Here’s Eric Brinn doing it on the Sullivan Show in glorious black and white. As a boomer, the reference, however you said it, would not be lost on me.
Personally, I think it is a much better metaphor than juggling. Just look at your plate spinner in action - running from one “problem” plate to another. It’s not some smooth flow of action like juggling, more like seeking out the squeaky wheel that needs urgent attention.
That is an awesome video, and I like the long version of the mid century modern table he’s spinning the plates on. I built a coffee table kind of similar to that, but much less wide. I cut a kidney shape for the table top, routed out a nice bevel around the perimeter, and bought 4 tapered legs and angled steel connectors to finish it. Still have it.
But, i seem to have a memory of an act from the Ed Sulliven show, still in glorious black and white, but with spinning sticks from the floor to over the performer’s head, and flatter plates than that video. But that was a great performance, and I’m glad the video showed how the guy gracefully brought it all to a stop.
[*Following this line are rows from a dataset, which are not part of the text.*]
//! Plain-text rendering of checkpoint history

use super::config::{CheckpointConfig, DEFAULT_PREVIEW_CHARS};
use super::guard::DisabledReason;
use super::models::CheckpointSummary;
use chrono::Local;
use std::fmt::Write;
use unicode_width::{UnicodeWidthChar, UnicodeWidthStr};

/// Message shown when there is nothing to list
pub const EMPTY_HISTORY: &str = "No checkpoints available.";

/// Display options for [`format_history`]
#[derive(Debug, Clone, PartialEq, Eq)]
pub struct FormatOptions {
    /// Maximum display width of the user input column
    pub preview_chars: usize,
    pub show_message_counts: bool,
}

impl Default for FormatOptions {
    fn default() -> Self {
        Self {
            preview_chars: DEFAULT_PREVIEW_CHARS,
            show_message_counts: true,
        }
    }
}

impl From<&CheckpointConfig> for FormatOptions {
    fn from(config: &CheckpointConfig) -> Self {
        Self {
            preview_chars: config.preview_chars,
            show_message_counts: config.show_message_counts,
        }
    }
}

/// Render the history, one line per checkpoint, current one marked with `*`
pub fn format_history(
    checkpoints: &[CheckpointSummary],
    disabled: Option<&DisabledReason>,
    options: &FormatOptions,
) -> String {
    if let Some(reason) = disabled {
        return format!("Checkpoints disabled: {}", reason);
    }
    if checkpoints.is_empty() {
        return EMPTY_HISTORY.to_string();
    }

    let mut out = String::new();
    match checkpoints.iter().find(|c| c.is_current) {
        Some(current) => {
            let _ = writeln!(out, "Checkpoints (current: #{})", current.id);
        }
        None => {
            let _ = writeln!(out, "Checkpoints");
        }
    }

    for checkpoint in checkpoints {
        let marker = if checkpoint.is_current { '*' } else { ' ' };
        let timestamp = checkpoint
            .created_at
            .with_timezone(&Local)
            .format("%Y-%m-%d %H:%M:%S");
        let _ = write!(
            out,
            "{} #{:<3} {}  {}",
            marker,
            checkpoint.id,
            timestamp,
            preview(&checkpoint.user_input, options.preview_chars)
        );
        if options.show_message_counts {
            let _ = write!(out, "  ({} messages)", checkpoint.history_length);
        }
        out.push('\n');
    }
    out.truncate(out.trim_end().len());
    out
}

/// Collapse `text` to one line and cut it to `max_width` display columns
pub fn preview(text: &str, max_width: usize) -> String {
    let line = text.split_whitespace().collect::<Vec<_>>().join(" ");
    if line.is_empty() {
        return "(no input)".to_string();
    }
    truncate_to_width(&line, max_width)
}

/// Cut `text` to at most `max_width` display columns, ending in `…` when cut
pub fn truncate_to_width(text: &str, max_width: usize) -> String {
    if text.width() <= max_width {
        return text.to_string();
    }
    let budget = max_width.saturating_sub(1);
    let mut width = 0;
    let mut out = String::new();
    for ch in text.chars() {
        let w = ch.width().unwrap_or(0);
        if width + w > budget {
            break;
        }
        width += w;
        out.push(ch);
    }
    out.push('…');
    out
}
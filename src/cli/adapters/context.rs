//! CommandContext adapter trait
//!
//! Gives commands somewhere to report to without coupling them to a
//! particular terminal or UI.

use crate::cli::error::CliResult;

/// Output sink for CLI command execution
///
/// # Example
///
/// ```rust,ignore
/// use agent_rewind::cli::CommandContext;
///
/// struct Stdout;
///
/// impl CommandContext for Stdout {
///     fn log_info(&self, message: &str) {
///         println!("{}", message);
///     }
///
///     fn log_warn(&self, message: &str) {
///         eprintln!("warning: {}", message);
///     }
///
///     fn log_success(&self, message: &str) {
///         println!("✓ {}", message);
///     }
/// }
/// ```
pub trait CommandContext {
    /// Log an informational message
    fn log_info(&self, message: &str);

    /// Log a warning message
    fn log_warn(&self, message: &str);

    /// Log an error message
    fn log_error(&self, message: &str) -> CliResult<()> {
        self.log_warn(message);
        Ok(())
    }

    /// Log a success message
    fn log_success(&self, message: &str);

    /// Get terminal width for formatting
    fn terminal_width(&self) -> usize {
        80 // Default fallback
    }
}
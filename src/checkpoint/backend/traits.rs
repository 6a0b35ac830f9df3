//! Snapshot Backend Traits
//!
//! Defines the content-addressed store that holds file-tree snapshots.

use crate::checkpoint::models::{CommitId, StoreId};
use async_trait::async_trait;
use std::path::{Path, PathBuf};

/// Result type for backend operations
pub type BackendResult<T> = Result<T, BackendError>;

/// Error types for backend operations
#[derive(Debug, thiserror::Error)]
pub enum BackendError {
    /// A git command exited unsuccessfully
    #[error("git {command} failed: {stderr}")]
    Git { command: String, stderr: String },

    /// IO error during a backend operation
    #[error("IO error: {0}")]
    Io(#[from] std::io::Error),

    /// The store has no snapshot yet
    #[error("No snapshots stored yet")]
    NoSnapshots,

    /// The requested commit is not in the store
    #[error("Unknown snapshot: {0}")]
    UnknownSnapshot(String),

    /// A path escapes the project directory
    #[error("Invalid path: {0}")]
    InvalidPath(PathBuf),

    /// Generic backend error
    #[error("Backend error: {0}")]
    Other(String),
}

impl BackendError {
    pub fn git<C: Into<String>, S: Into<String>>(command: C, stderr: S) -> Self {
        Self::Git {
            command: command.into(),
            stderr: stderr.into(),
        }
    }
}

/// Content-addressed store for project file trees.
///
/// One store serves one project. `paths` are relative to the project
/// directory and name the tracked file set of a snapshot.
#[async_trait]
pub trait SnapshotBackend: Send + Sync {
    /// Backend type name (e.g. "git", "memory")
    fn backend_type(&self) -> &'static str;

    /// Whether the backend tooling can be used at all
    async fn is_available(&self) -> bool;

    /// Resolve or create the store for a project. Idempotent.
    async fn locate(&self, project_dir: &Path) -> BackendResult<StoreId>;

    /// True if any tracked path differs from the most recent snapshot
    async fn has_unsaved_changes(
        &self,
        project_dir: &Path,
        store: &StoreId,
        paths: &[PathBuf],
    ) -> BackendResult<bool>;

    /// Identifier of the most recent snapshot
    async fn latest_snapshot_id(&self, store: &StoreId) -> BackendResult<CommitId>;

    /// Snapshot the current contents of `paths`
    async fn store(
        &self,
        project_dir: &Path,
        store: &StoreId,
        message: &str,
        paths: &[PathBuf],
    ) -> BackendResult<CommitId>;

    /// Overwrite `paths` in `project_dir` with their contents as of `commit`
    async fn restore(
        &self,
        project_dir: &Path,
        store: &StoreId,
        commit: &CommitId,
        paths: &[PathBuf],
    ) -> BackendResult<()>;
}

/// Normalize a tracked path to the `/`-separated form stores use as a key.
///
/// Absolute paths and `..` components are rejected; `.` components are dropped.
pub(crate) fn normalize_relative(path: &Path) -> BackendResult<String> {
    use std::path::Component;

    let mut parts = Vec::new();
    for component in path.components() {
        match component {
            Component::Normal(part) => parts.push(part.to_string_lossy().into_owned()),
            Component::CurDir => {}
            Component::ParentDir | Component::RootDir | Component::Prefix(_) => {
                return Err(BackendError::InvalidPath(path.to_path_buf()));
            }
        }
    }
    if parts.is_empty() {
        return Err(BackendError::InvalidPath(path.to_path_buf()));
    }
    Ok(parts.join("/"))
}
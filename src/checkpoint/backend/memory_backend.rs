//! In-process snapshot store
//!
//! Keeps file contents in memory, keyed by project. Useful for embedding the
//! checkpoint manager where git is not wanted, and for tests.

use super::traits::{normalize_relative, BackendError, BackendResult, SnapshotBackend};
use crate::checkpoint::models::{CommitId, StoreId};
use async_trait::async_trait;
use sha2::{Digest, Sha256};
use std::collections::{BTreeMap, HashMap};
use std::path::{Path, PathBuf};
use std::sync::Mutex;

type FileTree = BTreeMap<String, Vec<u8>>;

#[derive(Debug, Clone)]
struct MemorySnapshot {
    id: CommitId,
    files: FileTree,
}

/// Snapshot backend holding every snapshot in memory
#[derive(Debug)]
pub struct MemoryBackend {
    available: bool,
    stores: Mutex<HashMap<StoreId, Vec<MemorySnapshot>>>,
}

impl MemoryBackend {
    pub fn new() -> Self {
        Self {
            available: true,
            stores: Mutex::new(HashMap::new()),
        }
    }

    /// A backend that reports itself unavailable, as when git is missing
    pub fn unavailable() -> Self {
        Self {
            available: false,
            ..Self::new()
        }
    }

    /// Number of snapshots held for a store
    pub fn snapshot_count(&self, store: &StoreId) -> usize {
        self.lock()
            .map(|stores| stores.get(store).map_or(0, Vec::len))
            .unwrap_or(0)
    }

    fn lock(
        &self,
    ) -> BackendResult<std::sync::MutexGuard<'_, HashMap<StoreId, Vec<MemorySnapshot>>>> {
        self.stores
            .lock()
            .map_err(|_| BackendError::Other("memory store lock poisoned".to_string()))
    }

    fn latest(&self, store: &StoreId) -> BackendResult<Option<MemorySnapshot>> {
        Ok(self
            .lock()?
            .get(store)
            .and_then(|snapshots| snapshots.last().cloned()))
    }

    /// Read the current contents of `paths`; missing files are left out
    async fn read_tree(project_dir: &Path, paths: &[PathBuf]) -> BackendResult<FileTree> {
        let mut files = FileTree::new();
        for path in paths {
            let key = normalize_relative(path)?;
            match tokio::fs::read(project_dir.join(&key)).await {
                Ok(content) => {
                    files.insert(key, content);
                }
                Err(e) if e.kind() == std::io::ErrorKind::NotFound => {}
                Err(e) => return Err(e.into()),
            }
        }
        Ok(files)
    }

    fn commit_id(parent: Option<&CommitId>, message: &str, files: &FileTree) -> CommitId {
        let mut hasher = Sha256::new();
        if let Some(parent) = parent {
            hasher.update(parent.as_str().as_bytes());
        }
        hasher.update(message.as_bytes());
        for (path, content) in files {
            hasher.update(path.as_bytes());
            hasher.update((content.len() as u64).to_le_bytes());
            hasher.update(content);
        }
        let hex = format!("{:x}", hasher.finalize());
        CommitId(hex[..40].to_string())
    }
}

impl Default for MemoryBackend {
    fn default() -> Self {
        Self::new()
    }
}

#[async_trait]
impl SnapshotBackend for MemoryBackend {
    fn backend_type(&self) -> &'static str {
        "memory"
    }

    async fn is_available(&self) -> bool {
        self.available
    }

    async fn locate(&self, project_dir: &Path) -> BackendResult<StoreId> {
        let store = StoreId(PathBuf::from(format!("memory:{}", project_dir.display())));
        self.lock()?.entry(store.clone()).or_default();
        Ok(store)
    }

    async fn has_unsaved_changes(
        &self,
        project_dir: &Path,
        store: &StoreId,
        paths: &[PathBuf],
    ) -> BackendResult<bool> {
        let Some(latest) = self.latest(store)? else {
            return Ok(true);
        };
        let current = Self::read_tree(project_dir, paths).await?;
        Ok(current != latest.files)
    }

    async fn latest_snapshot_id(&self, store: &StoreId) -> BackendResult<CommitId> {
        self.latest(store)?
            .map(|snapshot| snapshot.id)
            .ok_or(BackendError::NoSnapshots)
    }

    async fn store(
        &self,
        project_dir: &Path,
        store: &StoreId,
        message: &str,
        paths: &[PathBuf],
    ) -> BackendResult<CommitId> {
        let files = Self::read_tree(project_dir, paths).await?;
        let mut stores = self.lock()?;
        let snapshots = stores.entry(store.clone()).or_default();
        let id = Self::commit_id(snapshots.last().map(|s| &s.id), message, &files);
        snapshots.push(MemorySnapshot {
            id: id.clone(),
            files,
        });
        Ok(id)
    }

    async fn restore(
        &self,
        project_dir: &Path,
        store: &StoreId,
        commit: &CommitId,
        paths: &[PathBuf],
    ) -> BackendResult<()> {
        let snapshot = self
            .lock()?
            .get(store)
            .and_then(|snapshots| snapshots.iter().find(|s| &s.id == commit).cloned())
            .ok_or_else(|| BackendError::UnknownSnapshot(commit.to_string()))?;

        for path in paths {
            let key = normalize_relative(path)?;
            let Some(content) = snapshot.files.get(&key) else {
                continue;
            };
            let target = project_dir.join(&key);
            if let Some(parent) = target.parent() {
                tokio::fs::create_dir_all(parent).await?;
            }
            tokio::fs::write(&target, content).await?;
        }
        Ok(())
    }
}
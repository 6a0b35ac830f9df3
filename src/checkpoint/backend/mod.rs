//! Snapshot Backend Abstraction
//!
//! File-tree snapshots live in a content-addressed store behind the
//! [`SnapshotBackend`] trait. The default implementation drives a bare side
//! repository with the `git` executable; an in-memory store is provided for
//! embedding and tests.
//!
//! ## Architecture
//!
//! ```text
//! ┌─────────────────────┐
//! │  CheckpointManager  │
//! └──────────┬──────────┘
//!            │ store / restore
//! ┌──────────▼──────────┐
//! │    WorkerChannel    │
//! └──────────┬──────────┘
//!            │
//! ┌──────────▼──────────┐
//! │   SnapshotBackend   │  <-- Trait
//! └──────────┬──────────┘
//!     ┌──────┴──────┐
//! ┌───▼───┐   ┌─────▼────┐
//! │  Git  │   │  Memory  │
//! └───────┘   └──────────┘
//! ```
//!
//! ## Usage
//!
//! ```rust,no_run
//! use agent_rewind::checkpoint::backend::{GitSnapshotBackend, SnapshotBackend};
//! use std::path::{Path, PathBuf};
//!
//! async fn example() -> Result<(), Box<dyn std::error::Error>> {
//!     let backend = GitSnapshotBackend::new("/tmp/snapshots");
//!     let project = Path::new(".");
//!     let store = backend.locate(project).await?;
//!     let paths = vec![PathBuf::from("Cargo.toml")];
//!     let commit = backend.store(project, &store, "snapshot", &paths).await?;
//!     backend.restore(project, &store, &commit, &paths).await?;
//!     Ok(())
//! }
//! ```

mod git_backend;
mod memory_backend;
mod traits;

pub use git_backend::GitSnapshotBackend;
pub use memory_backend::MemoryBackend;
pub(crate) use traits::normalize_relative;
pub use traits::{BackendError, BackendResult, SnapshotBackend};
//! SessionAccess adapter trait
//!
//! The agent session owns the conversation. Checkpoint commands read the
//! serialized state out of it when saving and hand a checkpoint's state back
//! when moving through history.

use crate::cli::error::CliResult;

/// Access to the live agent session
pub trait SessionAccess {
    /// Serialized agent state to record in a new checkpoint
    fn agent_state(&self) -> CliResult<Vec<u8>>;

    /// Serialized results of the most recent tool calls
    fn last_tool_results(&self) -> CliResult<Vec<u8>> {
        Ok(Vec::new())
    }

    /// The prompt that led to the current state
    fn last_user_input(&self) -> String;

    /// Replace the live agent state with a checkpoint's
    fn restore_agent_state(&mut self, agent_state: &[u8], last_tool_results: &[u8])
        -> CliResult<()>;

    /// Pre-fill the input prompt, e.g. with an undone request
    fn set_prompt(&mut self, text: &str);
}
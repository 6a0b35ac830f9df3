//! Sticky disablement for a checkpoint manager.
//!
//! Once a guard trips, the reason is kept for the lifetime of the manager and
//! every operation reports it. There is no way back to the enabled state.

use super::errors::CheckpointError;
use serde::{Deserialize, Serialize};
use std::fmt;

/// Why checkpointing was switched off for this session
#[derive(Debug, Clone, PartialEq, Eq, Serialize, Deserialize)]
#[serde(tag = "reason", rename_all = "snake_case")]
pub enum DisabledReason {
    /// The git executable could not be run
    GitUnavailable,
    /// The project directory is the user's home directory
    InHomeDirectory,
    /// The tracked file set reached the configured limit
    ProjectTooLarge { file_count: usize, max_files: usize },
    /// `checkpointing.enabled = false` in configuration
    DisabledByConfig,
}

impl fmt::Display for DisabledReason {
    fn fmt(&self, f: &mut fmt::Formatter<'_>) -> fmt::Result {
        match self {
            DisabledReason::GitUnavailable => f.write_str("git unavailable"),
            DisabledReason::InHomeDirectory => f.write_str("in home directory"),
            DisabledReason::ProjectTooLarge {
                file_count,
                max_files,
            } => write!(
                f,
                "project too large ({} files, limit {})",
                file_count, max_files
            ),
            DisabledReason::DisabledByConfig => f.write_str("disabled by configuration"),
        }
    }
}

/// Holds the sticky disablement reason
#[derive(Debug, Default)]
pub struct DisablementGuard {
    reason: Option<DisabledReason>,
}

impl DisablementGuard {
    pub fn new() -> Self {
        Self::default()
    }

    /// Current reason, if disabled
    pub fn reason(&self) -> Option<&DisabledReason> {
        self.reason.as_ref()
    }

    pub fn is_disabled(&self) -> bool {
        self.reason.is_some()
    }

    /// Fail with the stored reason if disabled
    pub fn ensure_enabled(&self) -> Result<(), CheckpointError> {
        match &self.reason {
            Some(reason) => Err(CheckpointError::Disabled {
                reason: reason.clone(),
            }),
            None => Ok(()),
        }
    }

    /// Trip the guard and return the resulting error.
    ///
    /// The first reason wins; later calls return the original reason.
    pub fn disable(&mut self, reason: DisabledReason) -> CheckpointError {
        match &self.reason {
            Some(existing) => CheckpointError::Disabled {
                reason: existing.clone(),
            },
            None => {
                tracing::warn!(reason = %reason, "checkpoints disabled for this session");
                self.reason = Some(reason.clone());
                CheckpointError::Disabled { reason }
            }
        }
    }
}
That’s what I thought of also. The act was on a lot of TV variety shows in the 60s. It seems a little exciting the first time you see it, can he get them all spinning before a plate comes crashing down? Well he did it every time I saw it for years and it turned boring. I do have a dim memory of one comedy version with the juggler managing to account for a bothersome stooge on top of keeping the plates spinning, until the end when the juggler accidentally knocks it all over.
Those look more like bowls than plates to me, but you get the idea. You mentioned America’s Got Talent. Well, here’s a guy from Britain’s Got Talent who not only spins plates but juggles knives at the same time. Jump to 2:38 for the spinning plates part.
That guy makes my job seem easy, gotta say. I like how Simon Cowell’s expressions go from amused to bemused.
You’re both more or less right, but I get @don_t_ask 's point that juggling is one continuous action of “everything works or else it doesn’t work” whereas plate spinning is trying to keep several disparate things in motion.
I know what it means; I’ve never actually heard it used. I would never say such a thing, more like something “I’ve got a lot of shit on my plate” or “I’ve got a lot of irons in the fire” (depending on the nuance.)